* [Your assignment] Your answer should consist of the lines in the following data that contain "only".
Extracted data: Begin
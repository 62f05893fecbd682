use chrono::{DateTime, NaiveDate, Utc};
use serde::{Deserialize, Serialize};
use std::str::FromStr;
use uuid::Uuid;

// ============================================================================
// User Types
// ============================================================================

#[derive(Debug, Clone, Serialize, Deserialize)]
pub struct User {
    pub id: Uuid,
    pub email: String,
    pub name: Option<String>,
    pub created_at: DateTime<Utc>,
}

// ============================================================================
// House Types
// ============================================================================

#[derive(Debug, Clone, Serialize, Deserialize)]
pub struct House {
    pub id: Uuid,
    pub name: String,
    pub owner_id: Uuid,
    /// First day of week: 0 = Sunday, 1 = Monday, ... 6 = Saturday
    pub week_start_day: u8,
    /// Weeks between group rotations, >= 1
    pub rotation_weeks: u32,
    pub created_at: DateTime<Utc>,
    pub updated_at: DateTime<Utc>,
}

#[derive(Debug, Clone, Serialize, Deserialize)]
pub struct UpdateHouseSettingsRequest {
    pub week_start_day: Option<u8>,
    pub rotation_weeks: Option<u32>,
}

// ============================================================================
// Task Types
// ============================================================================

#[derive(Debug, Clone, Copy, PartialEq, Eq, Serialize, Deserialize)]
#[serde(rename_all = "lowercase")]
pub enum TaskFrequency {
    Daily,
    Weekly,
}

impl TaskFrequency {
    pub fn as_str(&self) -> &'static str {
        match self {
            TaskFrequency::Daily => "daily",
            TaskFrequency::Weekly => "weekly",
        }
    }
}

impl FromStr for TaskFrequency {
    type Err = ();

    fn from_str(s: &str) -> Result<Self, Self::Err> {
        match s.to_lowercase().as_str() {
            "daily" => Ok(TaskFrequency::Daily),
            "weekly" => Ok(TaskFrequency::Weekly),
            _ => Err(()),
        }
    }
}

#[derive(Debug, Clone, Serialize, Deserialize)]
pub struct Task {
    pub id: Uuid,
    pub house_id: Uuid,
    pub name: String,
    pub points: i64,
    pub frequency: TaskFrequency,
    /// For weekly tasks: minimum completions in the week to earn the points.
    /// None means a single completion counts.
    pub weekly_minimum: Option<i64>,
    pub created_at: DateTime<Utc>,
    pub updated_at: DateTime<Utc>,
}

#[derive(Debug, Clone, Serialize, Deserialize)]
pub struct CreateTaskRequest {
    pub name: String,
    pub points: i64,
    pub frequency: TaskFrequency,
    pub weekly_minimum: Option<i64>,
}

#[derive(Debug, Clone, Serialize, Deserialize)]
pub struct UpdateTaskRequest {
    pub name: Option<String>,
    pub points: Option<i64>,
    pub frequency: Option<TaskFrequency>,
    pub weekly_minimum: Option<Option<i64>>,
}

// ============================================================================
// Task Group Types
// ============================================================================

#[derive(Debug, Clone, Serialize, Deserialize)]
pub struct TaskGroup {
    pub id: Uuid,
    pub house_id: Uuid,
    pub name: String,
    pub created_at: DateTime<Utc>,
    pub updated_at: DateTime<Utc>,
}

#[derive(Debug, Clone, Serialize, Deserialize)]
pub struct TaskGroupWithTasks {
    pub group: TaskGroup,
    pub tasks: Vec<Task>,
}

#[derive(Debug, Clone, Serialize, Deserialize)]
pub struct CreateGroupRequest {
    pub name: String,
    pub task_ids: Vec<Uuid>,
}

/// The task set is replaced wholesale on update, never diffed.
#[derive(Debug, Clone, Serialize, Deserialize)]
pub struct UpdateGroupRequest {
    pub name: Option<String>,
    pub task_ids: Option<Vec<Uuid>>,
}

// ============================================================================
// Weekly Assignment Types
// ============================================================================

#[derive(Debug, Clone, Serialize, Deserialize)]
pub struct WeeklyAssignment {
    pub id: Uuid,
    pub house_id: Uuid,
    pub user_id: Uuid,
    pub week_start_date: NaiveDate,
    pub task_group_id: Option<Uuid>,
    pub created_at: DateTime<Utc>,
}

#[derive(Debug, Clone, PartialEq, Eq, Serialize, Deserialize)]
pub struct SuggestedAssignment {
    pub user_id: Uuid,
    pub task_group_id: Uuid,
}

#[derive(Debug, Clone, Serialize, Deserialize)]
pub struct SaveAssignmentsRequest {
    pub week_start_date: NaiveDate,
    pub assignments: Vec<AssignmentEntry>,
}

#[derive(Debug, Clone, Serialize, Deserialize)]
pub struct AssignmentEntry {
    pub user_id: Uuid,
    /// None clears the member's group for the week.
    pub task_group_id: Option<Uuid>,
}

// ============================================================================
// Completion Types
// ============================================================================

#[derive(Debug, Clone, Copy, PartialEq, Eq, Serialize, Deserialize)]
#[serde(rename_all = "lowercase")]
pub enum CompletionStatus {
    Pending,
    Validated,
}

impl CompletionStatus {
    pub fn as_str(&self) -> &'static str {
        match self {
            CompletionStatus::Pending => "pending",
            CompletionStatus::Validated => "validated",
        }
    }
}

impl FromStr for CompletionStatus {
    type Err = ();

    fn from_str(s: &str) -> Result<Self, Self::Err> {
        match s.to_lowercase().as_str() {
            "pending" => Ok(CompletionStatus::Pending),
            "validated" => Ok(CompletionStatus::Validated),
            _ => Err(()),
        }
    }
}

#[derive(Debug, Clone, Serialize, Deserialize)]
pub struct TaskCompletion {
    pub id: Uuid,
    pub house_id: Uuid,
    pub task_id: Uuid,
    pub user_id: Uuid,
    pub week_start_date: NaiveDate,
    /// Today for daily tasks, the week start for weekly tasks. Distinguishes
    /// same-day duplicates for daily tasks; a display key, not a constraint.
    pub completion_date: NaiveDate,
    pub points_earned: i64,
    pub status: CompletionStatus,
    pub validated_by: Option<Uuid>,
    pub validated_at: Option<DateTime<Utc>>,
    pub completed_at: DateTime<Utc>,
}

#[derive(Debug, Clone, Serialize, Deserialize)]
pub struct CompleteTaskRequest {
    pub task_id: Uuid,
    pub week_start_date: NaiveDate,
}

#[derive(Debug, Clone, Serialize, Deserialize)]
pub struct ExtraCompletion {
    pub id: Uuid,
    pub house_id: Uuid,
    pub user_id: Uuid,
    pub week_start_date: NaiveDate,
    pub name: String,
    pub points_earned: i64,
    pub status: CompletionStatus,
    pub validated_by: Option<Uuid>,
    pub validated_at: Option<DateTime<Utc>>,
    pub completed_at: DateTime<Utc>,
}

#[derive(Debug, Clone, Serialize, Deserialize)]
pub struct AddExtraCompletionRequest {
    pub week_start_date: NaiveDate,
    pub name: String,
    pub points: i64,
}

// ============================================================================
// Weekly Score / Config Types
// ============================================================================

#[derive(Debug, Clone, Serialize, Deserialize)]
pub struct WeeklyScore {
    pub id: Uuid,
    pub house_id: Uuid,
    pub user_id: Uuid,
    pub week_start_date: NaiveDate,
    pub points_target: i64,
    pub points_earned: i64,
    /// Deficit rolled in from the prior week, informational only.
    pub points_carried_over: i64,
    pub created_at: DateTime<Utc>,
    pub updated_at: DateTime<Utc>,
}

#[derive(Debug, Clone, Serialize, Deserialize)]
pub struct WeeklyConfig {
    pub id: Uuid,
    pub house_id: Uuid,
    pub week_start_date: NaiveDate,
    pub points_target_per_person: i64,
    pub created_at: DateTime<Utc>,
    pub updated_at: DateTime<Utc>,
}

#[derive(Debug, Clone, Serialize, Deserialize)]
pub struct ProcessWeekEndRequest {
    pub week_start_date: NaiveDate,
    pub base_target: i64,
}

#[derive(Debug, Clone, Serialize, Deserialize)]
pub struct UpsertWeeklyConfigRequest {
    pub week_start_date: NaiveDate,
    pub points_target_per_person: i64,
}

// ============================================================================
// Swap Types
// ============================================================================

#[derive(Debug, Clone, Copy, PartialEq, Eq, Serialize, Deserialize)]
#[serde(rename_all = "lowercase")]
pub enum SwapType {
    Temporary,
    Permanent,
}

impl SwapType {
    pub fn as_str(&self) -> &'static str {
        match self {
            SwapType::Temporary => "temporary",
            SwapType::Permanent => "permanent",
        }
    }
}

impl FromStr for SwapType {
    type Err = ();

    fn from_str(s: &str) -> Result<Self, Self::Err> {
        match s.to_lowercase().as_str() {
            "temporary" => Ok(SwapType::Temporary),
            "permanent" => Ok(SwapType::Permanent),
            _ => Err(()),
        }
    }
}

#[derive(Debug, Clone, Copy, PartialEq, Eq, Serialize, Deserialize)]
#[serde(rename_all = "lowercase")]
pub enum SwapStatus {
    Pending,
    Accepted,
    Rejected,
    Expired,
}

impl SwapStatus {
    pub fn as_str(&self) -> &'static str {
        match self {
            SwapStatus::Pending => "pending",
            SwapStatus::Accepted => "accepted",
            SwapStatus::Rejected => "rejected",
            SwapStatus::Expired => "expired",
        }
    }

    /// The only legal transitions: the recipient answers a pending request,
    /// and an accepted temporary swap ages out.
    pub fn can_transition_to(&self, next: SwapStatus) -> bool {
        matches!(
            (self, next),
            (SwapStatus::Pending, SwapStatus::Accepted)
                | (SwapStatus::Pending, SwapStatus::Rejected)
                | (SwapStatus::Accepted, SwapStatus::Expired)
        )
    }
}

impl FromStr for SwapStatus {
    type Err = ();

    fn from_str(s: &str) -> Result<Self, Self::Err> {
        match s.to_lowercase().as_str() {
            "pending" => Ok(SwapStatus::Pending),
            "accepted" => Ok(SwapStatus::Accepted),
            "rejected" => Ok(SwapStatus::Rejected),
            "expired" => Ok(SwapStatus::Expired),
            _ => Err(()),
        }
    }
}

#[derive(Debug, Clone, Serialize, Deserialize)]
pub struct TaskSwap {
    pub id: Uuid,
    pub house_id: Uuid,
    pub task_id: Uuid,
    pub from_user_id: Uuid,
    pub to_user_id: Uuid,
    pub week_start_date: NaiveDate,
    pub swap_type: SwapType,
    /// For temporary swaps: the single day being covered.
    pub swap_date: Option<NaiveDate>,
    pub status: SwapStatus,
    pub requested_at: DateTime<Utc>,
    pub responded_at: Option<DateTime<Utc>>,
    pub expires_at: DateTime<Utc>,
}

#[derive(Debug, Clone, Serialize, Deserialize)]
pub struct CreateSwapRequest {
    pub task_id: Uuid,
    pub to_user_id: Uuid,
    pub week_start_date: NaiveDate,
    pub swap_type: SwapType,
    pub swap_date: Option<NaiveDate>,
}

// ============================================================================
// API Envelope Types
// ============================================================================

#[derive(Debug, Clone, Serialize, Deserialize)]
pub struct ApiError {
    pub error: String,
    pub message: String,
}

#[derive(Debug, Clone, Serialize, Deserialize)]
pub struct ApiSuccess<T> {
    pub data: T,
}

impl<T> ApiSuccess<T> {
    pub fn new(data: T) -> Self {
        Self { data }
    }
}

// ============================================================================
// Tests
// ============================================================================

#[cfg(test)]
mod tests {
    use super::*;

    #[test]
    fn test_task_frequency_from_str() {
        assert_eq!("daily".parse(), Ok(TaskFrequency::Daily));
        assert_eq!("WEEKLY".parse(), Ok(TaskFrequency::Weekly));
        assert!("monthly".parse::<TaskFrequency>().is_err());
    }

    #[test]
    fn test_completion_status_from_str() {
        assert_eq!("pending".parse(), Ok(CompletionStatus::Pending));
        assert_eq!("Validated".parse(), Ok(CompletionStatus::Validated));
        assert!("rejected".parse::<CompletionStatus>().is_err());
    }

    #[test]
    fn test_swap_status_transitions() {
        assert!(SwapStatus::Pending.can_transition_to(SwapStatus::Accepted));
        assert!(SwapStatus::Pending.can_transition_to(SwapStatus::Rejected));
        assert!(SwapStatus::Accepted.can_transition_to(SwapStatus::Expired));

        assert!(!SwapStatus::Pending.can_transition_to(SwapStatus::Expired));
        assert!(!SwapStatus::Accepted.can_transition_to(SwapStatus::Rejected));
        assert!(!SwapStatus::Rejected.can_transition_to(SwapStatus::Accepted));
        assert!(!SwapStatus::Expired.can_transition_to(SwapStatus::Pending));
    }

    #[test]
    fn test_swap_type_as_str_round_trip() {
        assert_eq!("temporary".parse(), Ok(SwapType::Temporary));
        assert_eq!("permanent".parse(), Ok(SwapType::Permanent));
        assert_eq!(SwapType::Temporary.as_str(), "temporary");
        assert!("weekly".parse::<SwapType>().is_err());
    }

    #[test]
    fn test_api_success() {
        let success = ApiSuccess::new(42);
        assert_eq!(success.data, 42);
    }

    #[test]
    fn test_enums_serialize_lowercase() {
        assert_eq!(serde_json::to_string(&TaskFrequency::Daily).unwrap(), "\"daily\"");
        assert_eq!(serde_json::to_string(&SwapStatus::Accepted).unwrap(), "\"accepted\"");
        assert_eq!(
            serde_json::from_str::<CompletionStatus>("\"validated\"").unwrap(),
            CompletionStatus::Validated
        );
    }
}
Extracted data: End
* [Problem solution]
    /// Deficit rolled in from the prior week, informational only.
    /// The only legal transitions: the recipient answers a pending request,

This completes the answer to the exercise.